:: Your assignment ::
Read through the entries below and return each line with the word "ClientState".

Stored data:
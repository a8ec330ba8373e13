use std::collections::VecDeque;

use crossterm::event::{KeyCode, KeyModifiers};
use glam::Vec3;
use log::{debug, error, info, warn};

use bomberlan::world::{Tile, TileWorld};
use bomberlan::{
    ClientEvent, ClientSession, ClientState, MemoryCredentialStore, ServerSession, SessionConfig,
    SessionError, World,
};

use crate::console::ConsoleUi;

const MAX_EVENT_LINES: usize = 8;
const MAX_INPUT_LEN: usize = 64;

#[derive(Debug, Clone, Copy, PartialEq, Eq)]
pub enum LoginField {
    Name,
    Password,
}

#[derive(Debug, Clone, Copy, PartialEq, Eq)]
pub enum InputMode {
    /// Back at the menu after a failed or dropped session.
    Menu,
    Login(LoginField),
    Play,
    Chat,
}

pub struct App {
    session: ClientSession<ConsoleUi, TileWorld>,
    /// Started when no server answered discovery.
    local_server: Option<ServerSession<TileWorld, MemoryCredentialStore>>,
    mode: InputMode,
    name: String,
    password: String,
    chat_input: String,
    auto_login: bool,
    auto_login_pending: bool,
    position: Vec3,
    events: VecDeque<String>,
    should_quit: bool,
}

impl App {
    pub fn new(config: SessionConfig, name: String, password: String, auto_login: bool) -> Self {
        Self {
            session: ClientSession::new(config, ConsoleUi::new(), TileWorld::new()),
            local_server: None,
            mode: InputMode::Login(LoginField::Name),
            name,
            password,
            chat_input: String::new(),
            auto_login,
            auto_login_pending: false,
            position: Vec3::ZERO,
            events: VecDeque::new(),
            should_quit: false,
        }
    }

    pub fn start(&mut self) {
        self.session.start();
        if *self.session.state() != ClientState::Idle && self.mode == InputMode::Menu {
            self.mode = InputMode::Login(LoginField::Name);
        }
    }

    pub fn shutdown(&mut self) {
        self.session.stop();
        if let Some(server) = &mut self.local_server {
            server.stop();
        }
    }

    pub fn tick(&mut self, dt: f32) -> Result<(), SessionError> {
        if let Some(server) = &mut self.local_server {
            if server.is_running() {
                if let Err(e) = server.tick(dt) {
                    error!("local server failed: {}", e);
                    server.stop();
                }
                for event in server.drain_events() {
                    debug!("local server: {:?}", event);
                }
            }
        }

        self.session.tick(dt)?;
        let events: Vec<ClientEvent> = self.session.drain_events().collect();
        for event in events {
            self.handle_event(event);
        }

        if *self.session.state() == ClientState::InGame {
            self.session.world_mut().advance(dt, &[]);
        }
        self.session.ui_mut().update(dt);

        if self.auto_login_pending && *self.session.state() == ClientState::AwaitingLogin {
            self.auto_login_pending = false;
            self.submit_login();
        }
        Ok(())
    }

    fn handle_event(&mut self, event: ClientEvent) {
        self.push_event(event.describe());
        match event {
            ClientEvent::HostElectionDue => self.host_local_server(),
            ClientEvent::Connected { .. } => {
                self.mode = InputMode::Login(LoginField::Name);
                self.auto_login_pending = self.auto_login;
            }
            ClientEvent::LoginAccepted { .. } => self.mode = InputMode::Play,
            ClientEvent::SceneLoadReady => {
                if let Some(scene) = self.session.on_scene_loaded() {
                    self.position = scene.spawn;
                    if let Err(e) = self.session.send_position(self.position) {
                        warn!("could not report spawn: {}", e);
                    }
                }
            }
            ClientEvent::ReturnedToMenu { .. } => {
                self.mode = InputMode::Menu;
                self.chat_input.clear();
            }
            _ => {}
        }
    }

    fn host_local_server(&mut self) {
        let config = self.session.config().clone();
        let mut server = ServerSession::new(config, TileWorld::new(), MemoryCredentialStore::new());
        match server.start() {
            Ok(()) => {
                info!("hosting a local server");
                self.session.mark_local_server_started();
                self.local_server = Some(server);
            }
            Err(e) => {
                warn!("could not host a server: {}", e);
                self.push_event(format!("could not host: {}", e));
            }
        }
    }

    fn submit_login(&mut self) {
        match self.session.try_joining_game(&self.name, &self.password) {
            Ok(true) => {}
            Ok(false) => debug!("login already in flight"),
            Err(e) => self.push_event(format!("cannot log in yet: {}", e)),
        }
    }

    pub fn handle_key(&mut self, code: KeyCode, modifiers: KeyModifiers) {
        if modifiers.contains(KeyModifiers::CONTROL) && code == KeyCode::Char('c') {
            self.should_quit = true;
            return;
        }

        match self.mode {
            InputMode::Menu => match code {
                KeyCode::Char('q') | KeyCode::Esc => self.should_quit = true,
                KeyCode::Char('r') => self.start(),
                _ => {}
            },
            InputMode::Login(field) => match code {
                KeyCode::Esc => self.should_quit = true,
                KeyCode::Tab | KeyCode::BackTab => {
                    self.mode = InputMode::Login(match field {
                        LoginField::Name => LoginField::Password,
                        LoginField::Password => LoginField::Name,
                    });
                }
                KeyCode::Enter => self.submit_login(),
                KeyCode::Backspace => {
                    self.login_field_mut(field).pop();
                }
                KeyCode::Char(c) => {
                    let input = self.login_field_mut(field);
                    if input.len() < MAX_INPUT_LEN {
                        input.push(c);
                    }
                }
                _ => {}
            },
            InputMode::Play => match code {
                KeyCode::Char('q') | KeyCode::Esc => self.should_quit = true,
                KeyCode::Up | KeyCode::Char('w') => self.move_player(0, -1),
                KeyCode::Down | KeyCode::Char('s') => self.move_player(0, 1),
                KeyCode::Left | KeyCode::Char('a') => self.move_player(-1, 0),
                KeyCode::Right | KeyCode::Char('d') => self.move_player(1, 0),
                KeyCode::Char(' ') => {
                    if let Err(e) = self.session.spawn_bomb(self.position) {
                        debug!("bomb not placed: {}", e);
                    }
                }
                KeyCode::Enter | KeyCode::Char('t') => self.mode = InputMode::Chat,
                _ => {}
            },
            InputMode::Chat => match code {
                KeyCode::Esc => {
                    self.chat_input.clear();
                    self.mode = InputMode::Play;
                }
                KeyCode::Enter => {
                    let message = std::mem::take(&mut self.chat_input);
                    if !message.trim().is_empty() {
                        if let Err(e) = self.session.send_chat_message(message.trim()) {
                            self.push_event(format!("chat not sent: {}", e));
                        }
                    }
                    self.mode = InputMode::Play;
                }
                KeyCode::Backspace => {
                    self.chat_input.pop();
                }
                KeyCode::Char(c) => {
                    if self.chat_input.len() < MAX_INPUT_LEN {
                        self.chat_input.push(c);
                    }
                }
                _ => {}
            },
        }
    }

    fn login_field_mut(&mut self, field: LoginField) -> &mut String {
        match field {
            LoginField::Name => &mut self.name,
            LoginField::Password => &mut self.password,
        }
    }

    fn move_player(&mut self, dx: i32, dy: i32) {
        if *self.session.state() != ClientState::InGame {
            return;
        }
        let Some(target) = step_target(self.session.world(), self.position, dx, dy) else {
            return;
        };
        self.position = target;
        if let Err(e) = self.session.send_position(target) {
            warn!("position not sent: {}", e);
        }
    }

    fn push_event(&mut self, line: String) {
        if self.events.len() == MAX_EVENT_LINES {
            self.events.pop_front();
        }
        self.events.push_back(line);
    }

    pub fn session(&self) -> &ClientSession<ConsoleUi, TileWorld> {
        &self.session
    }

    pub fn mode(&self) -> InputMode {
        self.mode
    }

    pub fn name(&self) -> &str {
        &self.name
    }

    pub fn password(&self) -> &str {
        &self.password
    }

    pub fn chat_input(&self) -> &str {
        &self.chat_input
    }

    pub fn position(&self) -> Vec3 {
        self.position
    }

    pub fn events(&self) -> impl Iterator<Item = &String> {
        self.events.iter()
    }

    pub fn is_hosting(&self) -> bool {
        self.local_server
            .as_ref()
            .is_some_and(|server| server.is_running())
    }

    pub fn should_quit(&self) -> bool {
        self.should_quit
    }
}

/// Neighbouring tile centre if it can be walked onto.
fn step_target(world: &TileWorld, position: Vec3, dx: i32, dy: i32) -> Option<Vec3> {
    let (x, y) = TileWorld::tile_at(position)?;
    let x = x.checked_add_signed(dx as isize)?;
    let y = y.checked_add_signed(dy as isize)?;
    match world.tile(x, y)? {
        Tile::Ground => Some(TileWorld::tile_center(x, y)),
        _ => None,
    }
}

:: Answer section ::
    ClientEvent, ClientSession, ClientState, MemoryCredentialStore, ServerSession, SessionConfig,
        if *self.session.state() != ClientState::Idle && self.mode == InputMode::Menu {
        if *self.session.state() == ClientState::InGame {
        if self.auto_login_pending && *self.session.state() == ClientState::AwaitingLogin {
        if *self.session.state() != ClientState::InGame {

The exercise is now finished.